Stored items:
- Opening Delimiter -

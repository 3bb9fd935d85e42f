//! Baseline JPEG decoding into 8x8 RGB blocks.
//!
//! ```no_run
//! use baseline_jpeg::decoder::Decoder;
//!
//! # fn main() -> anyhow::Result<()> {
//! let decoder = Decoder::from_file_path("image.jpg")?;
//! for block in decoder.blocks() {
//!     let block = block?;
//!     println!("({}, {}) {:?}", block.column, block.row, block.pixel(0, 0));
//! }
//! # Ok(())
//! # }
//! ```

/// The decoder takes as input compressed image data and table specifications, and by means of a
/// specific set of procedures generates as output `digital reconstructed image data`.
pub mod decoder;

pub mod bitreader;
pub mod coefficient;
pub mod color_spaces;
pub mod error;
pub mod frame_header;
pub mod huffman_table;
pub mod idct;
pub mod image;
pub mod marker;
pub mod parser;
pub mod quantization_table;
pub mod sample_precision;
pub mod scan_header;

#[cfg(test)]
pub(crate) mod test_util;

pub use decoder::{Blocks, Decoder, DecoderOptions, SegmentPolicy};
pub use error::{DecodeError, Error};
pub use image::{Block, Image};
use std::f64::consts::{FRAC_1_SQRT_2, PI};

use crate::coefficient::BLOCK_SIZE;

/// Direct 8x8 inverse DCT over a precomputed cosine basis.
pub struct Idct {
    /// cos((2x + 1)uπ / 16) at [u * 8 + x]
    pub(crate) table: [f64; BLOCK_SIZE],
    /// c(u) * c(v) at [u * 8 + v], with c(0) = 1/√2 and c(u) = 1 otherwise
    pub(crate) norm: [f64; BLOCK_SIZE],
}

impl Idct {
    fn norm_coeff(u: usize) -> f64 {
        match u {
            0 => FRAC_1_SQRT_2,
            _ => 1.0,
        }
    }

    pub fn new() -> Self {
        let mut table = [0.0; BLOCK_SIZE];
        let mut norm = [0.0; BLOCK_SIZE];

        for u in 0..8 {
            for x in 0..8 {
                table[u * 8 + x] = ((2.0 * x as f64 + 1.0) * u as f64 * PI / 16.0).cos();
            }

            for v in 0..8 {
                norm[u * 8 + v] = match (u, v) {
                    (0, 0) => 0.5,
                    _ => Self::norm_coeff(u) * Self::norm_coeff(v),
                };
            }
        }

        Self { table, norm }
    }

    /// Maps a natural-order coefficient block, `coefficients[v * 8 + u]` for vertical
    /// frequency v and horizontal frequency u, to row-major samples `[y * 8 + x]`.
    /// Each sample is the basis sum divided by four, rounded down.
    pub fn perform_idct(&self, coefficients: &[i32; BLOCK_SIZE]) -> [i32; BLOCK_SIZE] {
        let mut output = [0i32; BLOCK_SIZE];

        if coefficients.iter().all(|&c| c == 0) {
            return output;
        }

        for y in 0..8 {
            for x in 0..8 {
                let mut local_sum = 0.0;

                for v in 0..8 {
                    for u in 0..8 {
                        let coefficient = coefficients[v * 8 + u];
                        if coefficient == 0 {
                            continue;
                        }

                        local_sum += coefficient as f64
                            * self.norm[u * 8 + v]
                            * self.table[u * 8 + x]
                            * self.table[v * 8 + y];
                    }
                }

                output[y * 8 + x] = (local_sum / 4.0).floor() as i32;
            }
        }

        output
    }
}

impl Default for Idct {
    fn default() -> Self {
        Self::new()
    }
}
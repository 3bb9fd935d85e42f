use crate::bitreader::BitReader;
use crate::error::{Error, Result};

pub const MAX_CODE_LENGTH: usize = 16;
pub(crate) const MAX_SYMBOLS: usize = 256;

#[derive(Debug, PartialEq, Copy, Clone, Hash, Eq)]
pub enum HuffmanClass {
    DC = 0,
    AC = 1,
}

impl HuffmanClass {
    pub(crate) fn from(ht_class: u8) -> Result<Self> {
        match ht_class {
            0 => Ok(HuffmanClass::DC),
            1 => Ok(HuffmanClass::AC),
            _ => Err(Error::MalformedHeader(format!(
                "huffman table class must be 0 or 1, got {ht_class}"
            ))),
        }
    }
}

/// Composite table id, `class * 16 + number`. Always below 32.
pub(crate) fn table_id(class: HuffmanClass, number: u8) -> u8 {
    (class as u8) * 16 + number
}

/// A canonical Huffman code, derived from the number of codes of each length
/// and the symbols listed in order of increasing code length.
#[derive(Debug, Clone)]
pub struct HuffmanTable {
    pub(crate) class: HuffmanClass,
    pub(crate) destination_id: u8,
    /// counts[l - 1] is the number of codes of length l.
    counts: [u8; MAX_CODE_LENGTH],
    /// First code of each length.
    first_code: [u16; MAX_CODE_LENGTH],
    /// Position in `symbols` of the first code of each length.
    first_index: [usize; MAX_CODE_LENGTH],
    symbols: Vec<u8>,
}

impl HuffmanTable {
    pub fn new(
        class: HuffmanClass,
        destination_id: u8,
        counts: [u8; MAX_CODE_LENGTH],
        symbols: Vec<u8>,
    ) -> Result<Self> {
        let total: usize = counts.iter().map(|&c| c as usize).sum();
        if total > MAX_SYMBOLS {
            return Err(Error::MalformedHeader(format!(
                "huffman table declares {total} symbols, at most {MAX_SYMBOLS} allowed"
            )));
        }
        if total != symbols.len() {
            return Err(Error::MalformedHeader(format!(
                "huffman table declares {total} symbols but lists {}",
                symbols.len()
            )));
        }

        let mut first_code = [0u16; MAX_CODE_LENGTH];
        let mut first_index = [0usize; MAX_CODE_LENGTH];

        let mut code = 0u32;
        let mut index = 0usize;
        for (l, &count) in counts.iter().enumerate() {
            let length = l + 1;
            if code + count as u32 > 1 << length {
                return Err(Error::MalformedHeader(format!(
                    "huffman table has too many codes of length {length}"
                )));
            }

            first_code[l] = code as u16;
            first_index[l] = index;

            code = (code + count as u32) << 1;
            index += count as usize;
        }

        Ok(HuffmanTable {
            class,
            destination_id,
            counts,
            first_code,
            first_index,
            symbols,
        })
    }

    pub fn id(&self) -> u8 {
        table_id(self.class, self.destination_id)
    }

    /// Decodes one symbol, pulling one bit at a time from `reader`.
    pub fn decode(&self, reader: &mut BitReader) -> Result<u8> {
        let mut code = 0u16;

        for l in 0..MAX_CODE_LENGTH {
            let bit = reader
                .read_bit()
                .map_err(|_| Error::HuffmanDecodeFailure)?;
            code = (code << 1) | bit as u16;

            let offset = code.wrapping_sub(self.first_code[l]);
            if code >= self.first_code[l] && offset < self.counts[l] as u16 {
                return Ok(self.symbols[self.first_index[l] + offset as usize]);
            }
        }

        Err(Error::HuffmanDecodeFailure)
    }

    /// The `(code, length)` pair assigned to `symbol`, if it is in the table.
    pub fn code_for(&self, symbol: u8) -> Option<(u16, u8)> {
        let position = self.symbols.iter().position(|&s| s == symbol)?;

        (0..MAX_CODE_LENGTH).find_map(|l| {
            let start = self.first_index[l];
            let count = self.counts[l] as usize;
            (position >= start && position < start + count)
                .then(|| (self.first_code[l] + (position - start) as u16, l as u8 + 1))
        })
    }

    pub fn symbols(&self) -> &[u8] {
        &self.symbols
    }
}
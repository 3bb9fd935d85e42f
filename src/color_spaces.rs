use crate::coefficient::BLOCK_SIZE;

/// Bounds `value` to [0, 255], then truncates toward zero.
pub fn clamp(value: f64) -> u8 {
    value.clamp(0.0, 255.0) as u8
}

/// Converts one level-shifted (Y, Cb, Cr) sample triple to RGB.
///
/// Cb is the first chroma component of the frame and Cr the second. The
/// weights are kept exactly as below, they are not the ITU-R BT.601 matrix.
pub fn ycbcr_to_rgb(y: i32, cb: i32, cr: i32) -> [u8; 3] {
    let (y, cb, cr) = (y as f64, cb as f64, cr as f64);

    let r = cr * (2.0 - 2.0 * 0.299) + y;
    let b = cb * (2.0 - 2.0 * 0.114) + y;
    let g = (y - 0.114 * b - 0.299 * r) / 0.587;

    [clamp(r + 128.0), clamp(g + 128.0), clamp(b + 128.0)]
}

/// Converts three spatial blocks, sample by sample.
pub fn convert_block(
    ys: &[i32; BLOCK_SIZE],
    cbs: &[i32; BLOCK_SIZE],
    crs: &[i32; BLOCK_SIZE],
) -> [[u8; 3]; BLOCK_SIZE] {
    let mut rgbs = [[0u8; 3]; BLOCK_SIZE];

    rgbs.iter_mut()
        .zip(ys.iter().zip(cbs.iter()).zip(crs.iter()))
        .for_each(|(rgb, ((&y, &cb), &cr))| *rgb = ycbcr_to_rgb(y, cb, cr));

    rgbs
}
use async_trait::async_trait;
use serde::Deserialize;
use serde_json::Value;
use tracing::debug;

use super::{PlatformApi, PlatformApiError};

pub const DEFAULT_API_BASE: &str = "https://api.telegram.org";

/// Envelope every Bot API method responds with.
#[derive(Debug, Deserialize)]
struct ApiResponse {
    #[serde(default)]
    ok: bool,
    #[serde(default)]
    result: Option<Value>,
    #[serde(default)]
    description: Option<String>,
}

/// Bot API client: one `POST {api_base}/bot{token}/{method}` per call.
pub struct TelegramClient {
    client: reqwest::Client,
    base_url: String,
}

impl TelegramClient {
    pub fn new(api_base: &str, bot_token: &str) -> Self {
        Self {
            client: reqwest::Client::new(),
            base_url: format!("{}/bot{}", api_base.trim_end_matches('/'), bot_token),
        }
    }
}

#[async_trait]
impl PlatformApi for TelegramClient {
    async fn call(&self, method: &str, body: Value) -> Result<Value, PlatformApiError> {
        let url = format!("{}/{}", self.base_url, method);

        debug!("Calling Telegram method {}", method);

        // The URL carries the bot token, keep it out of error text.
        let response = self
            .client
            .post(&url)
            .json(&body)
            .send()
            .await
            .map_err(|e| {
                PlatformApiError::new(method, format!("request failed: {}", e.without_url()))
            })?;

        let status = response.status();
        let raw = response.text().await.map_err(|e| {
            PlatformApiError::new(method, format!("failed to read response: {}", e.without_url()))
        })?;

        match serde_json::from_str::<ApiResponse>(&raw) {
            Ok(ApiResponse {
                ok: true, result, ..
            }) if status.is_success() => Ok(result.unwrap_or(Value::Null)),
            Ok(ApiResponse {
                description: Some(description),
                ..
            }) => Err(PlatformApiError::new(method, description)),
            _ => Err(PlatformApiError::new(
                method,
                format!("unexpected response (HTTP {})", status),
            )),
        }
    }
}

#[cfg(test)]
mod tests {
    use super::*;
    use httpmock::prelude::*;
    use serde_json::json;

    #[tokio::test]
    async fn test_call_returns_result_payload() {
        let server = MockServer::start();
        let mock = server.mock(|when, then| {
            when.method(POST)
                .path("/bottest-token/getMyStarBalance")
                .json_body(json!({}));
            then.status(200)
                .json_body(json!({"ok": true, "result": {"amount": 1500}}));
        });

        let client = TelegramClient::new(&server.base_url(), "test-token");
        let result = client.call("getMyStarBalance", json!({})).await.unwrap();

        mock.assert();
        assert_eq!(result, json!({"amount": 1500}));
    }

    #[tokio::test]
    async fn test_call_surfaces_platform_description() {
        let server = MockServer::start();
        server.mock(|when, then| {
            when.method(POST).path("/bottest-token/sendMessage");
            then.status(400).json_body(json!({
                "ok": false,
                "error_code": 400,
                "description": "Bad Request: chat not found"
            }));
        });

        let client = TelegramClient::new(&server.base_url(), "test-token");
        let err = client
            .call("sendMessage", json!({"chat_id": 1, "text": "x"}))
            .await
            .unwrap_err();

        assert_eq!(err.method, "sendMessage");
        assert_eq!(err.description, "Bad Request: chat not found");
    }

    #[tokio::test]
    async fn test_call_without_success_flag_fails() {
        let server = MockServer::start();
        server.mock(|when, then| {
            when.method(POST).path("/bottest-token/sendInvoice");
            then.status(200).json_body(json!({"result": true}));
        });

        let client = TelegramClient::new(&server.base_url(), "test-token");
        let err = client.call("sendInvoice", json!({})).await.unwrap_err();

        assert_eq!(err.method, "sendInvoice");
        assert!(err.description.contains("HTTP 200"));
    }

    #[tokio::test]
    async fn test_call_non_json_error_uses_fallback() {
        let server = MockServer::start();
        server.mock(|when, then| {
            when.method(POST).path("/bottest-token/setWebhook");
            then.status(502).body("<html>bad gateway</html>");
        });

        let client = TelegramClient::new(&format!("{}/", server.base_url()), "test-token");
        let err = client.call("setWebhook", json!({})).await.unwrap_err();

        assert!(err.description.contains("HTTP 502"));
        assert!(!err.description.contains("test-token"));
    }

    #[tokio::test]
    async fn test_transport_failure_hides_token() {
        // Nothing listens on port 9 of localhost.
        let client = TelegramClient::new("http://127.0.0.1:9", "secret-token");
        let err = client.call("getMe", json!({})).await.unwrap_err();

        assert_eq!(err.method, "getMe");
        assert!(err.description.starts_with("request failed"));
        assert!(!err.description.contains("secret-token"));
    }
}
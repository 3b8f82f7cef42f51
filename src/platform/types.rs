//! Telegram Bot API wire types.
//!
//! Only the fields this bot reads or writes are modeled; unknown fields in
//! inbound payloads are ignored.

use serde::{Deserialize, Serialize};

/// An incoming update. At most one of the optional payloads is set per delivery.
///
/// See also: <https://core.telegram.org/bots/api#update>.
#[derive(Debug, Clone, Deserialize)]
pub struct Update {
    pub update_id: i64,

    #[serde(default)]
    pub message: Option<Message>,

    #[serde(default)]
    pub callback_query: Option<CallbackQuery>,

    #[serde(default)]
    pub pre_checkout_query: Option<PreCheckoutQuery>,
}

#[derive(Debug, Clone, Deserialize)]
pub struct Message {
    #[serde(default)]
    pub from: Option<User>,

    pub chat: Chat,

    #[serde(default)]
    pub text: Option<String>,

    #[serde(default)]
    pub successful_payment: Option<SuccessfulPayment>,
}

#[derive(Debug, Clone, Deserialize)]
pub struct User {
    pub id: i64,

    #[serde(default)]
    pub first_name: String,

    #[serde(default)]
    pub last_name: Option<String>,

    #[serde(default)]
    pub username: Option<String>,
}

#[derive(Debug, Clone, Deserialize)]
pub struct Chat {
    pub id: i64,
}

/// A button press on an inline keyboard.
///
/// `message` is absent when the originating message is too old to be
/// delivered; Telegram still sends the chat for inaccessible messages.
#[derive(Debug, Clone, Deserialize)]
pub struct CallbackQuery {
    pub id: String,

    pub from: User,

    #[serde(default)]
    pub message: Option<CallbackMessage>,

    #[serde(default)]
    pub data: Option<String>,
}

#[derive(Debug, Clone, Deserialize)]
pub struct CallbackMessage {
    pub chat: Chat,
}

/// <https://core.telegram.org/bots/api#precheckoutquery>
#[derive(Debug, Clone, Deserialize)]
pub struct PreCheckoutQuery {
    pub id: String,

    pub from: User,

    #[serde(default)]
    pub total_amount: i64,

    #[serde(default)]
    pub invoice_payload: String,
}

/// <https://core.telegram.org/bots/api#successfulpayment>
#[derive(Debug, Clone, Deserialize)]
pub struct SuccessfulPayment {
    pub currency: String,

    pub total_amount: i64,

    #[serde(default)]
    pub invoice_payload: String,

    pub telegram_payment_charge_id: String,

    #[serde(default)]
    pub provider_payment_charge_id: Option<String>,
}

/// <https://core.telegram.org/bots/api#inlinekeyboardmarkup>
#[derive(Debug, Clone, PartialEq, Serialize)]
pub struct InlineKeyboardMarkup {
    pub inline_keyboard: Vec<Vec<InlineKeyboardButton>>,
}

#[derive(Debug, Clone, PartialEq, Serialize)]
pub struct InlineKeyboardButton {
    pub text: String,

    /// Data sent back in a callback query when pressed, 1-64 bytes.
    pub callback_data: String,
}

/// Parameters of `sendMessage`.
#[derive(Debug, Clone, PartialEq, Serialize)]
pub struct ReplyMessage {
    pub chat_id: i64,

    pub text: String,

    #[serde(skip_serializing_if = "Option::is_none")]
    pub reply_markup: Option<InlineKeyboardMarkup>,
}

impl ReplyMessage {
    pub fn text(chat_id: i64, text: impl Into<String>) -> Self {
        Self {
            chat_id,
            text: text.into(),
            reply_markup: None,
        }
    }
}

#[derive(Debug, Clone, PartialEq, Serialize)]
pub struct LabeledPrice {
    pub label: String,
    pub amount: u32,
}

/// Parameters of `sendInvoice`.
#[derive(Debug, Clone, PartialEq, Serialize)]
pub struct Invoice {
    pub chat_id: i64,
    pub title: String,
    pub description: String,
    pub payload: String,
    pub provider_token: String,
    pub currency: String,
    pub prices: Vec<LabeledPrice>,
}

/// Parameters of `answerCallbackQuery`.
#[derive(Debug, Clone, PartialEq, Serialize)]
pub struct AnswerCallbackQuery {
    pub callback_query_id: String,

    #[serde(skip_serializing_if = "Option::is_none")]
    pub text: Option<String>,
}

/// Parameters of `answerPreCheckoutQuery`.
#[derive(Debug, Clone, PartialEq, Serialize)]
pub struct AnswerPreCheckoutQuery {
    pub pre_checkout_query_id: String,
    pub ok: bool,
}

/// Parameters of `getStarTransactions`.
#[derive(Debug, Clone, PartialEq, Serialize)]
pub struct GetStarTransactions {
    pub offset: u32,
    pub limit: u32,
}

/// Parameters of `setWebhook`.
#[derive(Debug, Clone, PartialEq, Serialize)]
pub struct SetWebhook {
    pub url: String,

    #[serde(skip_serializing_if = "Option::is_none")]
    pub secret_token: Option<String>,

    pub drop_pending_updates: bool,

    pub allowed_updates: Vec<String>,
}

- Closing Delimiter -

- What to do -
Search the data above for the word "InlineKeyboardButton" and show every line that has it.

- The completed task -
    pub inline_keyboard: Vec<Vec<InlineKeyboardButton>>,
pub struct InlineKeyboardButton {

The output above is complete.